───── PROVIDED MATERIAL

pub mod app_state;
pub mod core;
pub mod debug;
pub mod domain;
pub mod errors;
pub mod pipeline;
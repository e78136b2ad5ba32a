//! Provider billing clients and the shared paginator.

pub mod aws;
pub mod azure;
pub mod gcp;
pub mod http_client;
pub mod retry;
pub mod synthetic;

use std::collections::HashSet;
use std::sync::Arc;

use async_trait::async_trait;
use chrono::{DateTime, Utc};
use futures::stream::{self, BoxStream, StreamExt, TryStreamExt};
use tracing::debug;

use crate::app_state::AppState;
use crate::core::persistence::config::ProviderConfig;
use crate::domain::common::model::{FetchWindow, Provider, RawRecord};
use crate::errors::FetchError;

use self::aws::AwsCostAdapter;
use self::azure::AzureCostAdapter;
use self::gcp::GcpCostAdapter;
use self::retry::{run_with_retry, RetryPolicy};
use self::synthetic::SyntheticAdapter;

/// One page of raw records plus the cursor of the next page, if any.
#[derive(Debug, Clone, Default, PartialEq)]
pub struct Page {
    pub records: Vec<RawRecord>,
    pub next_cursor: Option<String>,
}

/// A provider billing API, one page at a time.
#[async_trait]
pub trait CostAdapter: Send + Sync {
    fn provider(&self) -> Provider;

    /// Fetches the page at `cursor`; `None` is the first page.
    async fn fetch_page(&self, window: &FetchWindow, cursor: Option<&str>) -> Result<Page, FetchError>;

    /// Usage start of a raw record, used to drop rows outside the window.
    fn usage_start(&self, raw: &RawRecord) -> Option<DateTime<Utc>>;
}

struct PageCursor {
    cursor: Option<String>,
    page: u32,
    seen: HashSet<String>,
}

/// Lazy stream over every record `adapter` has for `window`.
///
/// Each page is retried under `policy`; a page that still fails ends the stream
/// with that error after all earlier records were yielded. Calling again starts
/// over from the first page.
pub fn fetch_costs(
    adapter: Arc<dyn CostAdapter>,
    window: FetchWindow,
    policy: RetryPolicy,
) -> BoxStream<'static, Result<RawRecord, FetchError>> {
    let start = Some(PageCursor {
        cursor: None,
        page: 1,
        seen: HashSet::new(),
    });

    stream::try_unfold(start, move |state| {
        let adapter = adapter.clone();
        let policy = policy.clone();
        async move {
            let Some(PageCursor { cursor, page, mut seen }) = state else {
                return Ok(None);
            };

            let provider = adapter.provider();
            let label = format!("{} page {}", provider, page);
            let fetched = run_with_retry(&policy, &label, || {
                adapter.fetch_page(&window, cursor.as_deref())
            })
            .await?;

            let received = fetched.records.len();
            let records: Vec<RawRecord> = fetched
                .records
                .into_iter()
                .filter(|raw| match adapter.usage_start(raw) {
                    Some(ts) => window.contains(ts),
                    None => true,
                })
                .collect();

            if records.len() < received {
                debug!(
                    %provider,
                    page,
                    dropped = received - records.len(),
                    "Dropped records outside the fetch window"
                );
            }
            debug!(%provider, page, records = records.len(), "Fetched page");

            let next = match fetched.next_cursor.filter(|c| !c.is_empty()) {
                Some(c) => {
                    if !seen.insert(c.clone()) {
                        return Err(FetchError::Schema(format!(
                            "repeated page cursor '{}' after page {}",
                            c, page
                        )));
                    }
                    Some(PageCursor {
                        cursor: Some(c),
                        page: page + 1,
                        seen,
                    })
                }
                None => None,
            };

            Ok::<_, FetchError>(Some((records, next)))
        }
    })
    .map_ok(|records| stream::iter(records.into_iter().map(Ok)))
    .try_flatten()
    .boxed()
}

/// Dispatches a provider config entry to its adapter.
pub fn build_adapter(config: &ProviderConfig, state: &AppState) -> Arc<dyn CostAdapter> {
    match config {
        ProviderConfig::Aws(c) => Arc::new(AwsCostAdapter::new(
            c.clone(),
            state.http.clone(),
            state.credentials.get(Provider::Aws).cloned(),
        )),
        ProviderConfig::Azure(c) => Arc::new(AzureCostAdapter::new(
            c.clone(),
            state.http.clone(),
            state.credentials.get(Provider::Azure).cloned(),
        )),
        ProviderConfig::Gcp(c) => Arc::new(GcpCostAdapter::new(
            c.clone(),
            state.http.clone(),
            state.credentials.get(Provider::Gcp).cloned(),
        )),
        ProviderConfig::Synthetic(c) => Arc::new(
            SyntheticAdapter::new(c.provider, c.seed, c.rows, c.page_size as usize)
                .with_attributes(c.attributes.clone()),
        ),
    }
}
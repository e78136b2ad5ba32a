pub mod client;
pub mod logging;
pub mod persistence;
pub mod util;
//! Seeded generator of provider-native billing rows, and an adapter serving them.
//!
//! Rows follow each provider's export columns: one row per instance per day,
//! a small pool of instances, and `environment`/`project` tags on some of them.

use std::collections::BTreeMap;
use std::ops::Range;

use async_trait::async_trait;
use chrono::{DateTime, Duration, Utc};
use rand::rngs::StdRng;
use rand::seq::SliceRandom;
use rand::{Rng, SeedableRng};
use rust_decimal::Decimal;
use serde::{Deserialize, Serialize};
use serde_json::{json, Value};
use tracing::debug;
use uuid::Uuid;

use crate::core::client::{CostAdapter, Page};
use crate::domain::common::model::{FetchWindow, Provider, RawRecord};
use crate::domain::normalize::service::usage_start;
use crate::errors::FetchError;

const ENVIRONMENTS: [&str; 5] = ["dev", "ci", "qa", "stage", "prod"];
const PROJECTS: [&str; 3] = ["p1", "p2", "p3"];

/// (product name, product code, resource id prefix)
const AWS_SERVICES: [(&str, &str, Option<&str>); 7] = [
    ("Amazon Elastic Compute Cloud", "AmazonEC2", Some("i-")),
    ("Amazon Elastic Compute Cloud", "AmazonEC2", Some("vol-")),
    ("Amazon Relational Database Service", "AmazonRDS", Some("arn:aws:rds:us-east-1:db:")),
    ("Amazon Route 53", "AmazonRoute53", Some("arn:aws:route53:::hostedzone/")),
    ("Amazon Simple Storage Service", "AmazonS3", Some("arn:aws:s3:::")),
    ("Amazon Virtual Private Cloud", "AmazonVPC", Some("vpc-")),
    ("AWS Data Transfer", "AWSDataTransfer", None),
];

/// (service name, resource provider, resource type)
const AZURE_SERVICES: [(&str, &str, &str); 4] = [
    ("SQL Database", "Microsoft.Sql", "servers"),
    ("Storage", "Microsoft.Storage", "storageAccounts"),
    ("Virtual Machines", "Microsoft.Compute", "virtualMachines"),
    ("Virtual Network", "Microsoft.Network", "publicIPAddresses"),
];

const AZURE_LOCATIONS: [&str; 7] = [
    "US East",
    "US North Central",
    "US South Central",
    "US West",
    "US Central",
    "US East 2",
    "US West 2",
];

/// (service description, service id)
const GCP_SERVICES: [(&str, &str); 4] = [
    ("Compute Engine", "6F81-5844-456A"),
    ("Cloud Storage", "95FF-2EF5-5EA1"),
    ("BigQuery", "24E6-581D-38E5"),
    ("Cloud SQL", "9662-B51E-5089"),
];

/// Fixed values pinned onto every generated row. Any attribute set narrows the
/// instance pool to one.
#[derive(Debug, Clone, Default, PartialEq, Eq, Serialize, Deserialize)]
pub struct SyntheticAttributes {
    pub service_name: Option<String>,
    /// Written verbatim as the resource / instance id column.
    pub instance_id: Option<String>,
    /// Azure `MeterId`, GCP `sku.id`.
    pub meter_id: Option<String>,
    pub usage_quantity: Option<Decimal>,
    pub resource_rate: Option<Decimal>,
    /// Cost column; defaults to quantity * rate.
    pub pre_tax_cost: Option<Decimal>,
    pub tags: Option<BTreeMap<String, String>>,
}

#[derive(Debug, Clone)]
struct Instance {
    service: usize,
    service_name: Option<String>,
    resource: String,
    /// Verbatim id from attributes; replaces the composed resource path.
    pinned_id: Option<String>,
    location: &'static str,
    tags: BTreeMap<String, String>,
    rate: Decimal,
}

pub struct SyntheticGenerator {
    provider: Provider,
    seed: u64,
    attributes: Option<SyntheticAttributes>,
}

impl SyntheticGenerator {
    pub fn new(provider: Provider, seed: u64) -> Self {
        Self {
            provider,
            seed,
            attributes: None,
        }
    }

    pub fn with_attributes(mut self, attributes: Option<SyntheticAttributes>) -> Self {
        self.attributes = attributes;
        self
    }

    /// Exactly `rows` records, all starting inside `window`. Same seed, same rows.
    pub fn generate(&self, window: &FetchWindow, rows: usize) -> Vec<RawRecord> {
        self.generate_range(window, 0..rows)
    }

    /// Rows `range` of the sequence `generate` would produce. Each row depends
    /// only on the seed, the window and its index.
    pub fn generate_range(&self, window: &FetchWindow, range: Range<usize>) -> Vec<RawRecord> {
        let base_seed = self.seed ^ provider_salt(self.provider);
        let mut rng = StdRng::seed_from_u64(base_seed);
        let account = self.account_id(&mut rng);

        let pool = if self.attributes.is_some() {
            1
        } else {
            rng.gen_range(2..=8usize)
        };
        let instances: Vec<Instance> = (0..pool).map(|_| self.instance(&mut rng)).collect();

        let span = window.end - window.start;
        let days = ((span.num_seconds() + 86_399) / 86_400).max(1) as usize;

        range
            .map(|index| {
                let mut row_rng = StdRng::seed_from_u64(row_seed(base_seed, index));
                let instance = &instances[index % pool];
                let start = window.start + Duration::days(((index / pool) % days) as i64);
                let usage = self.usage(&mut row_rng, instance.rate);
                match self.provider {
                    Provider::Aws => aws_row(&mut row_rng, &account, instance, usage, start),
                    Provider::Azure => azure_row(&mut row_rng, &account, instance, usage, self.meter_id(), start),
                    Provider::Gcp => gcp_row(&mut row_rng, &account, instance, usage, self.meter_id(), start),
                }
            })
            .collect()
    }

    fn meter_id(&self) -> Option<&str> {
        self.attributes.as_ref()?.meter_id.as_deref()
    }

    fn account_id(&self, rng: &mut StdRng) -> String {
        match self.provider {
            Provider::Aws => format!("{:012}", rng.gen_range(100_000_000_000u64..999_999_999_999)),
            Provider::Azure => Uuid::from_u128(rng.gen()).to_string(),
            Provider::Gcp => {
                let hex = format!("{:018X}", rng.gen::<u128>() >> 56);
                format!("{}-{}-{}", &hex[0..6], &hex[6..12], &hex[12..18])
            }
        }
    }

    fn instance(&self, rng: &mut StdRng) -> Instance {
        let service = match self.provider {
            Provider::Aws => rng.gen_range(0..AWS_SERVICES.len()),
            Provider::Azure => rng.gen_range(0..AZURE_SERVICES.len()),
            Provider::Gcp => rng.gen_range(0..GCP_SERVICES.len()),
        };

        let name = format!("{}-{:06x}", words(rng), rng.gen_range(0..0xFF_FFFFu32));
        let resource = match self.provider {
            Provider::Aws => match AWS_SERVICES[service].2 {
                Some(prefix) => format!("{}{}", prefix, name),
                None => String::new(),
            },
            Provider::Azure => name,
            Provider::Gcp => name,
        };

        let mut tags = BTreeMap::new();
        if rng.gen_bool(0.5) {
            let env = ENVIRONMENTS.choose(rng).copied().unwrap_or("dev");
            let project = PROJECTS.choose(rng).copied().unwrap_or("p1");
            tags.insert("environment".to_string(), env.to_string());
            tags.insert("project".to_string(), project.to_string());
        }

        let mut instance = Instance {
            service,
            service_name: None,
            resource,
            pinned_id: None,
            location: AZURE_LOCATIONS.choose(rng).copied().unwrap_or("US East"),
            tags,
            rate: Decimal::new(rng.gen_range(12_000..19_000), 5),
        };

        if let Some(attrs) = &self.attributes {
            instance.service_name = attrs.service_name.clone();
            if let Some(id) = &attrs.instance_id {
                instance.resource = id.clone();
                instance.pinned_id = Some(id.clone());
            }
            if let Some(tags) = &attrs.tags {
                instance.tags = tags.clone();
            }
            if let Some(rate) = attrs.resource_rate {
                instance.rate = rate;
            }
        }
        instance
    }

    /// Usage quantity in `[0.000002, 0.09)` and its cost at `rate`, unless pinned.
    fn usage(&self, rng: &mut StdRng, rate: Decimal) -> Usage {
        let drawn = Decimal::new(rng.gen_range(2..90_000), 6);
        let attrs = self.attributes.as_ref();
        let quantity = attrs.and_then(|a| a.usage_quantity).unwrap_or(drawn);
        let cost = attrs.and_then(|a| a.pre_tax_cost).unwrap_or(quantity * rate);
        Usage { quantity, rate, cost }
    }
}

#[derive(Debug, Clone, Copy)]
struct Usage {
    quantity: Decimal,
    rate: Decimal,
    cost: Decimal,
}

fn row_seed(base: u64, index: usize) -> u64 {
    base ^ (index as u64).wrapping_add(1).wrapping_mul(0x9E37_79B9_7F4A_7C15)
}

fn provider_salt(provider: Provider) -> u64 {
    match provider {
        Provider::Aws => 0xA305,
        Provider::Azure => 0xA2E0,
        Provider::Gcp => 0x6C90,
    }
}

fn words(rng: &mut StdRng) -> &'static str {
    const WORDS: [&str; 8] = ["alpha", "ledger", "orbit", "harbor", "cinder", "maple", "quartz", "tundra"];
    WORDS.choose(rng).copied().unwrap_or("alpha")
}

fn aws_row(rng: &mut StdRng, account: &str, instance: &Instance, usage: Usage, start: DateTime<Utc>) -> RawRecord {
    let (product_name, product_code, _) = AWS_SERVICES[instance.service];
    let product_name = instance.service_name.as_deref().unwrap_or(product_name);
    let credit = rng.gen_ratio(1, 25);
    let (line_type, amount) = if credit { ("Credit", -usage.cost) } else { ("Usage", usage.cost) };

    let mut row = json!({
        "identity/LineItemId": Uuid::from_u128(rng.gen()).to_string(),
        "bill/PayerAccountId": account,
        "lineItem/UsageAccountId": account,
        "lineItem/LineItemType": line_type,
        "lineItem/UsageStartDate": start.to_rfc3339(),
        "lineItem/UsageEndDate": (start + Duration::days(1)).to_rfc3339(),
        "lineItem/ProductCode": product_code,
        "lineItem/UsageAmount": usage.quantity.to_string(),
        "lineItem/UnblendedRate": usage.rate.to_string(),
        "lineItem/UnblendedCost": amount.to_string(),
        "lineItem/CurrencyCode": "USD",
        "product/ProductName": product_name,
        "product/region": "us-east-1",
    });

    if let Value::Object(map) = &mut row {
        if !instance.resource.is_empty() {
            map.insert("lineItem/ResourceId".into(), json!(instance.resource));
        }
        for (key, value) in &instance.tags {
            map.insert(format!("resourceTags/user:{}", key), json!(value));
        }
    }
    into_record(row)
}

fn azure_row(
    rng: &mut StdRng,
    account: &str,
    instance: &Instance,
    usage: Usage,
    meter_id: Option<&str>,
    start: DateTime<Utc>,
) -> RawRecord {
    let (service_name, resource_provider, resource_type) = AZURE_SERVICES[instance.service];
    let service_name = instance.service_name.as_deref().unwrap_or(service_name);
    let resource_group = format!("rg-{}", words(rng));
    let meter_id = match meter_id {
        Some(id) => id.to_string(),
        None => Uuid::from_u128(rng.gen()).to_string(),
    };

    let tags = if instance.tags.is_empty() {
        String::new()
    } else {
        json!(instance.tags).to_string()
    };
    let instance_id = instance.pinned_id.clone().unwrap_or_else(|| {
        format!(
            "/subscriptions/{}/resourceGroups/{}/providers/{}/{}/{}",
            account, resource_group, resource_provider, resource_type, instance.resource
        )
    });

    into_record(json!({
        "SubscriptionGuid": account,
        "ResourceGroup": resource_group,
        "ResourceLocation": instance.location,
        "UsageDateTime": start.format("%Y-%m-%d %H:%M:%S").to_string(),
        "MeterCategory": service_name,
        "MeterId": meter_id,
        "MeterRegion": instance.location,
        "UsageQuantity": usage.quantity.to_string(),
        "ResourceRate": usage.rate.to_string(),
        "PreTaxCost": usage.cost.to_string(),
        "ConsumedService": resource_provider,
        "ResourceType": format!("{}/{}", resource_provider, resource_type),
        "InstanceId": instance_id,
        "Tags": tags,
        "ServiceName": service_name,
        "Currency": "USD",
    }))
}

fn gcp_row(
    rng: &mut StdRng,
    account: &str,
    instance: &Instance,
    usage: Usage,
    meter_id: Option<&str>,
    start: DateTime<Utc>,
) -> RawRecord {
    let (description, service_id) = GCP_SERVICES[instance.service];
    let description = instance.service_name.as_deref().unwrap_or(description);
    let sku = match meter_id {
        Some(id) => id.to_string(),
        None => format!("{:04X}-{:04X}-{:04X}", rng.gen::<u16>(), rng.gen::<u16>(), rng.gen::<u16>()),
    };
    let project = instance.tags.get("project").map(String::as_str).unwrap_or("shared");
    let global_name = instance.pinned_id.clone().unwrap_or_else(|| {
        format!("//{}.googleapis.com/{}", service_id.to_ascii_lowercase(), instance.resource)
    });

    let labels: Vec<Value> = instance
        .tags
        .iter()
        .map(|(key, value)| json!({ "key": key, "value": value }))
        .collect();

    into_record(json!({
        "billing_account_id": account,
        "service": { "id": service_id, "description": description },
        "sku": { "id": sku },
        "project": { "id": format!("project-{}", project) },
        "resource": {
            "name": instance.resource,
            "global_name": global_name,
        },
        "labels": labels,
        "usage": { "amount": usage.quantity.to_string() },
        "cost": usage.cost.to_string(),
        "currency": "USD",
        "cost_type": "regular",
        "usage_start_time": start.to_rfc3339(),
        "usage_end_time": (start + Duration::days(1)).to_rfc3339(),
    }))
}

fn into_record(value: Value) -> RawRecord {
    match value {
        Value::Object(map) => map,
        _ => RawRecord::new(),
    }
}

/// Serves generated rows page by page; the cursor is the row offset.
pub struct SyntheticAdapter {
    generator: SyntheticGenerator,
    rows: usize,
    page_size: usize,
}

impl SyntheticAdapter {
    pub fn new(provider: Provider, seed: u64, rows: usize, page_size: usize) -> Self {
        Self {
            generator: SyntheticGenerator::new(provider, seed),
            rows,
            page_size: page_size.max(1),
        }
    }

    pub fn with_attributes(mut self, attributes: Option<SyntheticAttributes>) -> Self {
        self.generator = self.generator.with_attributes(attributes);
        self
    }
}

#[async_trait]
impl CostAdapter for SyntheticAdapter {
    fn provider(&self) -> Provider {
        self.generator.provider
    }

    async fn fetch_page(&self, window: &FetchWindow, cursor: Option<&str>) -> Result<Page, FetchError> {
        let offset = match cursor {
            Some(c) => c
                .parse::<usize>()
                .map_err(|_| FetchError::Schema(format!("invalid synthetic cursor '{}'", c)))?,
            None => 0,
        };

        let start = offset.min(self.rows);
        let end = offset.saturating_add(self.page_size).min(self.rows);
        let records = self.generator.generate_range(window, start..end);

        debug!(provider = %self.provider(), offset, records = records.len(), "Generated synthetic page");

        Ok(Page {
            records,
            next_cursor: (end < self.rows).then(|| end.to_string()),
        })
    }

    fn usage_start(&self, raw: &RawRecord) -> Option<DateTime<Utc>> {
        usage_start(raw, self.generator.provider)
    }
}
pub mod raw_view_fs_adapter;

pub use raw_view_fs_adapter::RawViewFsAdapter;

──────────

**YOUR OBJECTIVE**
If a line in the entries above contains the word "that", copy it.

**RESPONSE AREA**
/// Each page is retried under `policy`; a page that still fails ends the stream
/// with that error after all earlier records were yielded. Calling again starts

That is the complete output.